The LifeWay Research survey is one of the first of its kind on the topic of domestic violence.
Researchers found about four in 10 (42 percent) pastors “rarely” or “never” speak about domestic violence. Less than a quarter (22 percent) speak to their church about the issue once a year.
‘A serious disconnect’
“When two-thirds of pastors address the issue of domestic violence in church one time a year or less, we have a serious disconnect with the realities of American life,” said Ed Stetzer, president of LifeWay Research Division. “Pastors cannot ignore or downplay the issue when lives are being ruined—and sometimes lost—through sexual and domestic violence right in their own communities and churches.
“The church needs to be part of the solution here. This is an issue where people of faith, across theological lines, can speak together that it matters, we care, and it must change.”
Pastors also tend to downplay the possibility domestic violence can affect their congregation. For pastors who don’t address the issue, about three in 10 (29 percent) believe domestic violence is not a problem in their church.
Pastors who do speak about domestic violence are more likely to say it is a problem for their community (72 percent) than their church (25 percent).
“I think many pastors still don’t think it exists in their congregation,” said Yvonne DeVaughn, director of Advocacy for Victims of Abuse, which trains church leaders to assist victims.
According to a 2010 national survey from the Centers for Disease Control and Prevention, more than one in three (35.6 percent) women and one in four men (28.5 percent) have “experienced rape, physical violence, and/or stalking by an intimate partner in their lifetime.”
That same survey found one in four women (24.3 percent) and one in seven men (13.8 percent) have been “hit with a fist or something hard, beaten, slammed against something at some point in their lifetime” by an intimate partner.
Victims often feel trapped, DeVaughn said.
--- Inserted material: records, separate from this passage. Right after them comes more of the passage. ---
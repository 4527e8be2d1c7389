use axum::http::HeaderName;
use leafdoc_core::domain::diagnosis::entities::{CanonicalDiagnosis, DiagnosisOutcome};

use crate::application::http::server::api_entities::response::Response;

pub mod analyze_image;
pub mod analyze_upload;
pub mod get_analysis_history;
pub mod save_analysis;

/// Tells the client whether the diagnosis came from the upstream service or
/// from the fallback record.
pub const DIAGNOSIS_SOURCE_HEADER: HeaderName = HeaderName::from_static("x-diagnosis-source");

pub type DiagnosisResponse = ([(HeaderName, &'static str); 1], Response<CanonicalDiagnosis>);

pub fn diagnosis_response(outcome: DiagnosisOutcome) -> DiagnosisResponse {
    (
        [(DIAGNOSIS_SOURCE_HEADER, outcome.source.as_str())],
        Response::OK(outcome.diagnosis),
    )
}
use std::time::Duration;

use clap::{Args as ClapArgs, Parser};
use leafdoc_core::domain::common::{DatabaseConfig, LeafdocConfig, UpstreamConfig};

#[derive(Debug, Clone, Parser)]
#[command(name = "leafdoc-api", version, about = "Leaf disease diagnosis API")]
pub struct Args {
    #[command(flatten)]
    pub server: ServerArgs,

    #[command(flatten)]
    pub db: DatabaseArgs,

    #[command(flatten)]
    pub upstream: UpstreamArgs,

    #[command(flatten)]
    pub log: LogArgs,
}

#[derive(Debug, Clone, ClapArgs)]
pub struct ServerArgs {
    #[arg(id = "server_host", long = "server-host", env = "SERVER_HOST", default_value = "0.0.0.0")]
    pub host: String,

    #[arg(id = "server_port", long = "server-port", env = "SERVER_PORT", default_value_t = 3333)]
    pub port: u16,

    #[arg(long = "server-root-path", env = "SERVER_ROOT_PATH", default_value = "")]
    pub root_path: String,

    #[arg(
        long = "allowed-origins",
        env = "ALLOWED_ORIGINS",
        value_delimiter = ',',
        default_value = "http://localhost:3000"
    )]
    pub allowed_origins: Vec<String>,
}

#[derive(Debug, Clone, ClapArgs)]
pub struct DatabaseArgs {
    #[arg(id = "database_host", long = "database-host", env = "DATABASE_HOST", default_value = "localhost")]
    pub host: String,

    #[arg(id = "database_port", long = "database-port", env = "DATABASE_PORT", default_value_t = 5432)]
    pub port: u16,

    #[arg(long = "database-user", env = "DATABASE_USER", default_value = "postgres")]
    pub user: String,

    #[arg(
        long = "database-password",
        env = "DATABASE_PASSWORD",
        default_value = "postgres",
        hide_env_values = true
    )]
    pub password: String,

    #[arg(long = "database-name", env = "DATABASE_NAME", default_value = "leafdoc")]
    pub name: String,
}

#[derive(Debug, Clone, ClapArgs)]
pub struct UpstreamArgs {
    /// Diagnostic webhook; when unset every diagnosis uses the fallback record.
    #[arg(long = "upstream-webhook-url", env = "UPSTREAM_WEBHOOK_URL")]
    pub webhook_url: Option<String>,

    #[arg(
        long = "upstream-timeout-secs",
        env = "UPSTREAM_TIMEOUT_SECS",
        default_value_t = 30
    )]
    pub timeout_secs: u64,
}

#[derive(Debug, Clone, ClapArgs)]
pub struct LogArgs {
    #[arg(long = "log-filter", env = "LOG_FILTER", default_value = "info")]
    pub filter: String,

    #[arg(long = "log-json", env = "LOG_JSON", default_value_t = false)]
    pub json: bool,
}

impl From<Args> for LeafdocConfig {
    fn from(args: Args) -> Self {
        Self {
            database: DatabaseConfig {
                host: args.db.host,
                port: args.db.port,
                username: args.db.user,
                password: args.db.password,
                name: args.db.name,
            },
            upstream: UpstreamConfig {
                webhook_url: args.upstream.webhook_url,
                timeout: Duration::from_secs(args.upstream.timeout_secs),
            },
        }
    }
}

#[cfg(test)]
mod tests {
    use super::*;

    #[test]
    fn test_parse_flags_into_config() {
        let args = Args::try_parse_from([
            "leafdoc-api",
            "--database-host",
            "db.internal",
            "--database-name",
            "leaves",
            "--upstream-webhook-url",
            "http://n8n:5678/webhook/leaf",
            "--upstream-timeout-secs",
            "5",
            "--allowed-origins",
            "http://a.test,http://b.test",
        ])
        .unwrap();

        assert_eq!(
            args.server.allowed_origins,
            vec!["http://a.test", "http://b.test"]
        );

        let config = LeafdocConfig::from(args);
        assert_eq!(config.database.host, "db.internal");
        assert_eq!(config.database.name, "leaves");
        assert_eq!(
            config.upstream.endpoint(),
            Some("http://n8n:5678/webhook/leaf")
        );
        assert_eq!(config.upstream.timeout, Duration::from_secs(5));
    }
}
They may feel their lives are in danger. But they also fear leaving an abusive spouse is a sin. It’s a no win-situation.
“The gospel sets prisoners free—and that includes victims of domestic violence, who often feel like prisoners in their own homes,” Stetzer said. “Pastors can do more to proclaim that message.”
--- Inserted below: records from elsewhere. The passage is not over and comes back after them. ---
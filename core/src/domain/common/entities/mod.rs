pub mod app_errors;
use axum::extract::{Query, State};
use leafdoc_core::domain::diagnosis::{
    entities::AnalysisRecord,
    ports::DiagnosisService,
    value_objects::{GetAnalysisFilter, GetAnalysisHistoryInput},
};
use serde::{Deserialize, Serialize};
use utoipa::ToSchema;
use validator::Validate;

use crate::application::http::{
    analysis::validators::GetAnalysisHistoryParams,
    server::{
        api_entities::{api_error::ApiError, response::Response},
        app_state::AppState,
    },
};

#[derive(Debug, Serialize, Deserialize, ToSchema, PartialEq)]
pub struct GetAnalysisHistoryResponse {
    pub data: Vec<AnalysisRecord>,
}

#[utoipa::path(
    get,
    path = "/analyses",
    tag = "analysis",
    summary = "Get a user's analysis history",
    description = "Saved analyses of a user, newest first",
    params(GetAnalysisHistoryParams),
    responses(
        (status = 200, body = GetAnalysisHistoryResponse),
        (status = 400, description = "Invalid query parameters")
    ),
)]
pub async fn get_analysis_history(
    State(state): State<AppState>,
    Query(params): Query<GetAnalysisHistoryParams>,
) -> Result<Response<GetAnalysisHistoryResponse>, ApiError> {
    params
        .validate()
        .map_err(|e| ApiError::ValidationError(e.to_string()))?;

    let analyses = state
        .service
        .get_analysis_history(GetAnalysisHistoryInput {
            user_id: params.user_id.trim().to_string(),
            filter: GetAnalysisFilter {
                offset: params.offset,
                limit: params.limit,
            },
        })
        .await
        .map_err(ApiError::from)?;

    Ok(Response::OK(GetAnalysisHistoryResponse { data: analyses }))
}
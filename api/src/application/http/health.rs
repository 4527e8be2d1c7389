use axum::{Router, routing::get};
use serde::{Deserialize, Serialize};
use utoipa::ToSchema;

use crate::application::http::server::{api_entities::response::Response, app_state::AppState};

#[derive(Debug, Serialize, Deserialize, ToSchema, PartialEq)]
pub struct HealthResponse {
    pub status: String,
}

#[utoipa::path(
    get,
    path = "/health",
    tag = "health",
    summary = "Liveness probe",
    responses(
        (status = 200, body = HealthResponse)
    ),
)]
pub async fn health() -> Response<HealthResponse> {
    Response::OK(HealthResponse {
        status: "ok".to_string(),
    })
}

pub fn health_routes(root_path: &str) -> Router<AppState> {
    Router::new().route(&format!("{}/health", root_path), get(health))
}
Justin Holcomb, co-author of Is It My Fault? Hope and Healing for Those Suffering Domestic Violence, said victims of abuse often blame themselves. Hearing sermons about stopping domestic violence reminds victims God cares about their suffering. And it gives them hope God can deliver them from the evil of domestic violence.
Some abusers, said Holcomb, use Scriptures like Malachi 2:16—which says God hates divorce in some translations—against their victims. He believes pastors can counteract that message.
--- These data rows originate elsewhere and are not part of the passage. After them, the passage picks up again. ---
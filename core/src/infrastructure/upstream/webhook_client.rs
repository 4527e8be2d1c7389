use std::{fmt, time::Duration};

use base64::{Engine as _, engine::general_purpose};
use reqwest::{Client, StatusCode};
use serde::Serialize;
use serde_json::Value;

use crate::domain::diagnosis::{entities::UpstreamError, ports::DiagnosticUpstream};

/// Posts leaf images to a diagnostic webhook (typically an n8n workflow).
#[derive(Debug, Clone)]
pub struct WebhookDiagnosticClient {
    webhook_url: String,
    client: Client,
}

#[derive(Debug, Serialize)]
struct WebhookRequest {
    image: String,
}

impl WebhookDiagnosticClient {
    pub fn new(webhook_url: String, timeout: Duration) -> Result<Self, UpstreamError> {
        let client = Client::builder().timeout(timeout).build().map_err(|e| {
            tracing::error!("Failed to build webhook client: {}", e);
            UpstreamError::Transport(format!("Failed to build HTTP client: {}", e))
        })?;

        Ok(Self {
            webhook_url,
            client,
        })
    }

    pub fn webhook_url(&self) -> &str {
        &self.webhook_url
    }

    async fn call_webhook(&self, request: WebhookRequest) -> Result<Value, UpstreamError> {
        let response = self
            .client
            .post(&self.webhook_url)
            .json(&request)
            .send()
            .await
            .map_err(|e| {
                tracing::error!("Webhook request failed: {}", e);
                UpstreamError::Transport(e.to_string())
            })?;

        let status = response.status();
        if status == StatusCode::NOT_FOUND {
            return Err(UpstreamError::NotFound);
        }

        if !status.is_success() {
            return Err(status_error(status, response.text().await));
        }

        let body = response.text().await.map_err(|e| {
            tracing::error!("Failed to read webhook response: {}", e);
            UpstreamError::Transport(format!("Failed to read response body: {}", e))
        })?;

        Ok(parse_payload(body))
    }
}

impl DiagnosticUpstream for WebhookDiagnosticClient {
    async fn submit_image(&self, image_data: Vec<u8>) -> Result<Value, UpstreamError> {
        let request = WebhookRequest {
            image: general_purpose::STANDARD.encode(&image_data),
        };

        self.call_webhook(request).await
    }
}

fn status_error<E: fmt::Display>(status: StatusCode, body: Result<String, E>) -> UpstreamError {
    let body = body.unwrap_or_else(|e| {
        tracing::error!("Failed to read webhook error response: {}", e);
        String::new()
    });
    tracing::error!("Webhook error: {} - {}", status, body);

    UpstreamError::Status {
        status: status.as_u16(),
        body,
    }
}

/// Bodies that are not JSON are kept as a string payload and left to the
/// normalizer.
fn parse_payload(body: String) -> Value {
    serde_json::from_str(&body).unwrap_or_else(|e| {
        tracing::warn!("Webhook response is not JSON: {}", e);
        Value::String(body)
    })
}

#[cfg(test)]
mod tests {
    use serde_json::json;

    use super::*;

    #[test]
    fn test_parse_json_body() {
        assert_eq!(
            parse_payload(r#"{"disease":"Spot","confidence":"80"}"#.to_string()),
            json!({ "disease": "Spot", "confidence": "80" })
        );
    }

    #[test]
    fn test_parse_non_json_body() {
        assert_eq!(
            parse_payload("Workflow was started".to_string()),
            Value::String("Workflow was started".to_string())
        );
    }

    #[test]
    fn test_request_serializes_image_field() {
        let request = WebhookRequest {
            image: general_purpose::STANDARD.encode([1u8, 2, 3]),
        };
        assert_eq!(
            serde_json::to_value(&request).unwrap(),
            json!({ "image": "AQID" })
        );
    }

    #[test]
    fn test_status_error_keeps_body() {
        let error = status_error(
            StatusCode::INTERNAL_SERVER_ERROR,
            Ok::<_, String>("workflow crashed".to_string()),
        );
        assert_eq!(
            error,
            UpstreamError::Status {
                status: 500,
                body: "workflow crashed".to_string(),
            }
        );
    }

    #[test]
    fn test_status_error_survives_unreadable_body() {
        let error = status_error(StatusCode::BAD_GATEWAY, Err("connection reset"));
        assert_eq!(
            error,
            UpstreamError::Status {
                status: 502,
                body: String::new(),
            }
        );
    }

    #[tokio::test]
    async fn test_unreachable_webhook_is_transport_error() {
        let client = WebhookDiagnosticClient::new(
            "http://127.0.0.1:9/webhook/leaf".to_string(),
            Duration::from_secs(2),
        )
        .unwrap();

        let result = client.submit_image(vec![1, 2, 3]).await;

        assert!(matches!(result, Err(UpstreamError::Transport(_))));
    }
}
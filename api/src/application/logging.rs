use tracing_subscriber::{EnvFilter, fmt, layer::SubscriberExt, util::SubscriberInitExt};

use crate::args::LogArgs;

/// Installs the global subscriber. `RUST_LOG` wins over `--log-filter`.
pub fn init_logger(args: &LogArgs) -> Result<(), anyhow::Error> {
    let filter = EnvFilter::try_from_default_env().or_else(|_| EnvFilter::try_new(&args.filter))?;

    let registry = tracing_subscriber::registry().with(filter);

    if args.json {
        registry.with(fmt::layer().json()).try_init()?;
    } else {
        registry.with(fmt::layer()).try_init()?;
    }

    Ok(())
}
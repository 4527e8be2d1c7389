use std::sync::LazyLock;

use regex::Regex;
use serde_json::Value;

pub const PERCENTAGE_MIN: f64 = 0.0;
pub const PERCENTAGE_MAX: f64 = 100.0;

static LEADING_NUMBER: LazyLock<Regex> = LazyLock::new(|| {
    Regex::new(r"^[+-]?(?:\d+(?:\.\d*)?|\.\d+)(?:[eE][+-]?\d+)?").expect("valid number regex")
});

#[derive(Debug, Clone, Copy, PartialEq, Eq)]
pub enum NumericKind {
    /// Probability in `[0, 1]`. Strings above 1 are read as a 0-100 scale.
    Confidence,
    /// Value on a 0-100 scale, clamped into range.
    Percentage,
}

#[derive(Debug, Clone, Copy, PartialEq)]
pub struct Coerced {
    pub value: f64,
    /// Original value when it had to be clamped into range.
    pub clamped_from: Option<f64>,
}

impl Coerced {
    fn exact(value: f64) -> Self {
        Self {
            value,
            clamped_from: None,
        }
    }
}

/// Converts a resolved JSON value into a float of the given kind.
///
/// Returns `None` for values that carry no usable number: empty or
/// non-numeric strings, `NaN`, infinities, booleans, arrays and objects.
pub fn coerce(raw: &Value, kind: NumericKind) -> Option<Coerced> {
    match raw {
        Value::Number(number) => {
            let value = number.as_f64().filter(|v| v.is_finite())?;
            Some(apply_range(value, kind))
        }
        Value::String(text) => {
            let parsed = parse_numeric_text(text)?;
            let value = match kind {
                NumericKind::Confidence if parsed > 1.0 => parsed / 100.0,
                _ => parsed,
            };
            Some(apply_range(value, kind))
        }
        _ => None,
    }
}

fn apply_range(value: f64, kind: NumericKind) -> Coerced {
    match kind {
        NumericKind::Confidence => Coerced::exact(value),
        NumericKind::Percentage => {
            let clamped = value.clamp(PERCENTAGE_MIN, PERCENTAGE_MAX);
            if clamped == value {
                Coerced::exact(value)
            } else {
                Coerced {
                    value: clamped,
                    clamped_from: Some(value),
                }
            }
        }
    }
}

/// Strips `%` signs and reads the leading number, so `"%95"`, `"95 %"` and
/// `"95 percent"` all give `95`.
pub fn parse_numeric_text(text: &str) -> Option<f64> {
    let stripped = text.replace('%', "");
    let trimmed = stripped.trim();

    LEADING_NUMBER
        .find(trimmed)
        .and_then(|m| m.as_str().parse::<f64>().ok())
        .filter(|value| value.is_finite())
}

#[cfg(test)]
mod tests {
    use serde_json::json;

    use super::*;

    fn value_of(raw: Value, kind: NumericKind) -> Option<f64> {
        coerce(&raw, kind).map(|c| c.value)
    }

    #[test]
    fn test_confidence_percentage_string() {
        assert_eq!(value_of(json!("95%"), NumericKind::Confidence), Some(0.95));
        assert_eq!(value_of(json!("%95"), NumericKind::Confidence), Some(0.95));
    }

    #[test]
    fn test_confidence_plain_string() {
        assert_eq!(value_of(json!("0.5"), NumericKind::Confidence), Some(0.5));
        assert_eq!(value_of(json!(" 80 "), NumericKind::Confidence), Some(0.8));
        assert_eq!(value_of(json!("1"), NumericKind::Confidence), Some(1.0));
    }

    #[test]
    fn test_confidence_number_is_used_as_is() {
        assert_eq!(value_of(json!(95), NumericKind::Confidence), Some(95.0));
        assert_eq!(value_of(json!(0.42), NumericKind::Confidence), Some(0.42));
    }

    #[test]
    fn test_unusable_values_are_absent() {
        for raw in [
            json!(""),
            json!("   "),
            json!("%"),
            json!("high"),
            json!("NaN"),
            json!("inf"),
            json!("Infinity"),
            json!(true),
            json!([0.5]),
            json!({ "value": 0.5 }),
            Value::Null,
        ] {
            assert_eq!(value_of(raw.clone(), NumericKind::Confidence), None, "{raw}");
            assert_eq!(value_of(raw.clone(), NumericKind::Percentage), None, "{raw}");
        }
    }

    #[test]
    fn test_leading_number_is_read_from_prose() {
        assert_eq!(parse_numeric_text("95 percent"), Some(95.0));
        assert_eq!(parse_numeric_text("12.5% of leaves"), Some(12.5));
        assert_eq!(parse_numeric_text("-3"), Some(-3.0));
        assert_eq!(parse_numeric_text(".5"), Some(0.5));
        assert_eq!(parse_numeric_text("about 40"), None);
    }

    #[test]
    fn test_percentage_in_range_is_untouched() {
        let coerced = coerce(&json!("65%"), NumericKind::Percentage).unwrap();
        assert_eq!(coerced.value, 65.0);
        assert_eq!(coerced.clamped_from, None);

        assert_eq!(value_of(json!(45), NumericKind::Percentage), Some(45.0));
        assert_eq!(value_of(json!("0.5"), NumericKind::Percentage), Some(0.5));
    }

    #[test]
    fn test_percentage_above_range_is_clamped() {
        let coerced = coerce(&json!("150%"), NumericKind::Percentage).unwrap();
        assert_eq!(coerced.value, 100.0);
        assert_eq!(coerced.clamped_from, Some(150.0));

        assert_eq!(value_of(json!(250), NumericKind::Percentage), Some(100.0));
    }

    #[test]
    fn test_percentage_below_range_is_clamped() {
        let coerced = coerce(&json!(-5), NumericKind::Percentage).unwrap();
        assert_eq!(coerced.value, 0.0);
        assert_eq!(coerced.clamped_from, Some(-5.0));
    }
}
“God says he hates divorce—he also hates the abuse of women,” Holcomb said.
Lack sufficient training
LifeWay Research also found half of senior pastors (52 percent) lack sufficient training to address cases of domestic or sexual violence. About eight in 10 (81 percent), say they would take action to reduce domestic violence if they had more training.
Most pastors (74 percent) know of a friend, family member or church member who has experienced domestic violence. And most (83 percent) say they would turn to outside experts to address cases of domestic violence.
But more than half (62 percent) also have provided “couples or marriage counseling” to those experiencing domestic violence.
Counseling can lead to more violence
Advocates for victims say that’s a dangerous practice, especially for women who are victims of abuse. A counseling session actually may lead to more violence, Holcomb said.
“She’s going back home with that guy,” he said. “And if she made him look bad in front of a pastor—she will pay for it when she gets back home.”
Researchers conducted the telephone survey of Protestant pastors May 7-31. They randomly drew the calling list from a list of all Protestant churches in three size categories and made up to 10 calls to reach a sampled phone number. They conducted each interview with the senior pastor, minister or priest of the church called.
Researchers weighted responses to reflect the size and geographic distribution of Protestant churches. The completed sample is 1,000 phone interviews. The sample provides 95 percent confidence the sampling error does not exceed plus or minus 3.1 percent. Margins of error are higher in sub-groups.